"""
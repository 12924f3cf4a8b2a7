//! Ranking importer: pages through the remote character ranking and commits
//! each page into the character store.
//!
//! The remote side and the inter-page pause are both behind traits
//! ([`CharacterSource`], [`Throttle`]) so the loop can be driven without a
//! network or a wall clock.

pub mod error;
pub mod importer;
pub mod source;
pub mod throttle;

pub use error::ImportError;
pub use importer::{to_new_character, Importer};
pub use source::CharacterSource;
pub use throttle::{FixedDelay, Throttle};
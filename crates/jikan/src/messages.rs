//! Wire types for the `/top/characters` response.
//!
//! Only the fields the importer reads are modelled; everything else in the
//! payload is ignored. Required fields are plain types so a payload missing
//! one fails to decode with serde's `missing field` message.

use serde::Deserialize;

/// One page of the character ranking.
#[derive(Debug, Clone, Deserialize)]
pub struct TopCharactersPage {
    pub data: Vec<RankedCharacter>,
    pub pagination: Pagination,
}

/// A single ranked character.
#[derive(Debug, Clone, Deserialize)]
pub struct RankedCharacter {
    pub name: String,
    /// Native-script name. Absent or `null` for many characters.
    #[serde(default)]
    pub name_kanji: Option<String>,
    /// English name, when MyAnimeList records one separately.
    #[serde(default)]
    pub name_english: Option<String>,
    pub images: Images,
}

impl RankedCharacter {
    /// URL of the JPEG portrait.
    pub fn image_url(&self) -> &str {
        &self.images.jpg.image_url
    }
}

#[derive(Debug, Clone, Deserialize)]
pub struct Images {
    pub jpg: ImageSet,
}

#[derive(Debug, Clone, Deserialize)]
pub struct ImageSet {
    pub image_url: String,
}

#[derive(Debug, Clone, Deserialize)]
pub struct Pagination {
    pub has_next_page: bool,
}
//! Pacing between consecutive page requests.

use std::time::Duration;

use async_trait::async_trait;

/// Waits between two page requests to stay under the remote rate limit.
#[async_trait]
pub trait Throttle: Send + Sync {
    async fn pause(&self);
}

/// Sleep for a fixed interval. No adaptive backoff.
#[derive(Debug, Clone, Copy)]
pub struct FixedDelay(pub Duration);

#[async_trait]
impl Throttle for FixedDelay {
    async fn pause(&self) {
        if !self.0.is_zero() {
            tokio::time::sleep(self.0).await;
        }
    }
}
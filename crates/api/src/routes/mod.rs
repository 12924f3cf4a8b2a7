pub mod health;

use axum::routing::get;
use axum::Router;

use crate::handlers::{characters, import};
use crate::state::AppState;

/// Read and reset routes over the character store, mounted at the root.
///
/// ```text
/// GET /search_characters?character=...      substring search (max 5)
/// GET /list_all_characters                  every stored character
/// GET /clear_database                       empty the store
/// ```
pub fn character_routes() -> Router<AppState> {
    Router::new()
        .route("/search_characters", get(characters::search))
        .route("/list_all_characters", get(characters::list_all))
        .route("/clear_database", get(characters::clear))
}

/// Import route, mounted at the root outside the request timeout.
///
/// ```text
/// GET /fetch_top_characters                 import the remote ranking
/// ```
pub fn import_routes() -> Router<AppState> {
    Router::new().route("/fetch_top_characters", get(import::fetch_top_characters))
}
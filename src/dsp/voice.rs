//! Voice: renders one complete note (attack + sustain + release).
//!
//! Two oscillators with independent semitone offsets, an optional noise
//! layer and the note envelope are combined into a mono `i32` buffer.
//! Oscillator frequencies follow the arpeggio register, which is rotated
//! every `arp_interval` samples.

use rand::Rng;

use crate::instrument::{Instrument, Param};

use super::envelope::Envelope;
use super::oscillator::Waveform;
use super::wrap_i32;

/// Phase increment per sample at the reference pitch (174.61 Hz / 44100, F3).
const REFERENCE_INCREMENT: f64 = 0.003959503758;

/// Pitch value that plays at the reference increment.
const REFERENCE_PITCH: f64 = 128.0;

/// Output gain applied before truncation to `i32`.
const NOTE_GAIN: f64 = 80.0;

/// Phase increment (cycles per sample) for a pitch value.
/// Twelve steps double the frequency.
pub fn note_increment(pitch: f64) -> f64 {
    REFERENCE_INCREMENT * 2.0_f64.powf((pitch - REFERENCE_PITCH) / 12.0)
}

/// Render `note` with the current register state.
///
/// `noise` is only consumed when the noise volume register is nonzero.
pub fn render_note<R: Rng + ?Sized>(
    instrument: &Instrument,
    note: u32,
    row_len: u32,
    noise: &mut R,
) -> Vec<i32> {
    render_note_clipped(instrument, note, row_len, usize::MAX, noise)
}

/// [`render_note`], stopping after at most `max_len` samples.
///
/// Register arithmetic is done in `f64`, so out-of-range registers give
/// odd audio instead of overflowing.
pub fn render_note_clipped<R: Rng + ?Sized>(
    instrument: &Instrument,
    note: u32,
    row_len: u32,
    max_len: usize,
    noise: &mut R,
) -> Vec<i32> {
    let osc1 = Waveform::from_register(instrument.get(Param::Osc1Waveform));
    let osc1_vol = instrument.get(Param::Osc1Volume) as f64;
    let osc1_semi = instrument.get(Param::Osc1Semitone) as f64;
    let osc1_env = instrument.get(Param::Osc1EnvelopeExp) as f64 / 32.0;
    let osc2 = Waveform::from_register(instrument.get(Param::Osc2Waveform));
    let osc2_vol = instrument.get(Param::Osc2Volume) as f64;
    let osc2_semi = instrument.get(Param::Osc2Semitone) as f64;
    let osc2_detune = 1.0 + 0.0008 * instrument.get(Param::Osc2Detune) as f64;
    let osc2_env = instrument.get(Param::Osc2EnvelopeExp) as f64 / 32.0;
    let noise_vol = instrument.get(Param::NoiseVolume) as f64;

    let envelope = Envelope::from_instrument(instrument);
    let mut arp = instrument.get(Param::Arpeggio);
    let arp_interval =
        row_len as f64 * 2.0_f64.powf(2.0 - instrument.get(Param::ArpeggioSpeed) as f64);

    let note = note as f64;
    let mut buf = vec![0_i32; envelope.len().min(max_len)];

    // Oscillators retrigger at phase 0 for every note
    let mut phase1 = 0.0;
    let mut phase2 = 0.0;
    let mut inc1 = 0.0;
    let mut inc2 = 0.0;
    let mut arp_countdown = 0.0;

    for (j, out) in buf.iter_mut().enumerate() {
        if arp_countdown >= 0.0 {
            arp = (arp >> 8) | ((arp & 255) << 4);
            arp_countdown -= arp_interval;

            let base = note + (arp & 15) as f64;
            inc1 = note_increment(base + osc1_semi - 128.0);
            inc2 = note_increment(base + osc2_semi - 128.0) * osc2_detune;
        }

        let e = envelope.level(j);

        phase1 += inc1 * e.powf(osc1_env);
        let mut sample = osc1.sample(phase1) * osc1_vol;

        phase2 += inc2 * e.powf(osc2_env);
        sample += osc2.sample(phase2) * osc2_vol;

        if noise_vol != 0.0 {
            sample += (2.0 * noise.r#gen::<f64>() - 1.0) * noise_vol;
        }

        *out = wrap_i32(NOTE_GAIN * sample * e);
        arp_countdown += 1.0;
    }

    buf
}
"""
**Problem details**
The word to find is "fields". Copy every line of the records that holds it.

**Response for this exercise**
//! Only the fields the importer reads are modelled; everything else in the
//! payload is ignored. Required fields are plain types so a payload missing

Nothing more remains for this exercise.